El menos enterado entre los melómanos se agarra encantado a los flecos de una obra; le gusta esa obra por razones que a menudo nada tienen que ver con la esencia de la música. Este placer le basta, y no requiere ninguna justificación. Pero si ocurre que la música le desagrada, nuestro melómano pedirá cuentas por semejante contratiempo. Exigirá que se le explique lo que en esencia es inefable.

No estamos ya en los tiempos en que Bach, Händel y Vivaldi hablaban sensiblemente el mismo lenguaje que sus discípulos repetían después, transformándolo a su manera, cada cual según su personalidad.
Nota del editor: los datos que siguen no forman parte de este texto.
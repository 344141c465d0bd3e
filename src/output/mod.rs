//! Output writing, progress, and warning reporting

mod progress;
mod writers;

pub use self::progress::ProgressReporter;
pub use self::writers::{create_writer, FileWriter, OutputWriter, StdoutWriter};

use crate::error::Warning;
use ansi_term::Colour::Yellow;

/// Format the accumulated warning list for terminal display
///
/// Warnings are reported separately from the document body, one line per
/// warning plus a summary header.
pub fn format_warnings(warnings: &[Warning], use_colors: bool) -> String {
    if warnings.is_empty() {
        return String::new();
    }

    let header = format!(
        "{} warning{} during analysis:",
        warnings.len(),
        if warnings.len() == 1 { "" } else { "s" }
    );

    let mut out = String::new();
    if use_colors {
        out.push_str(&Yellow.bold().paint(&header).to_string());
    } else {
        out.push_str(&header);
    }
    out.push('\n');

    for warning in warnings {
        let line = format!("  {}", warning);
        if use_colors {
            out.push_str(&Yellow.paint(&line).to_string());
        } else {
            out.push_str(&line);
        }
        out.push('\n');
    }
    out
}

/// Print warnings to stderr
pub fn report_warnings(warnings: &[Warning], use_colors: bool) {
    let formatted = format_warnings(warnings, use_colors);
    if !formatted.is_empty() {
        eprint!("{}", formatted);
    }
}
No estamos tampoco en los tiempos en que Haydn y Mozart se imitaban en obras que servirían de modelo a sus sucesores, como Rossini, que gustaba repetir de modo tan conmovedor que Mozart había sido la alegría de su juventud, la desesperación de su madurez y el consuelo de su vejez.

Pero el sentido musical no puede adquirirse ni desarrollarse sin ejercicio. En música, como en todas las cosas, la inactividad conduce, poco a poco, a la anquilosis, a la atrofia de las facultades. Así entendida, la música termina por ser una especie de estupefaciente, que, lejos de estimular el espíritu, lo paraliza y lo embrutece.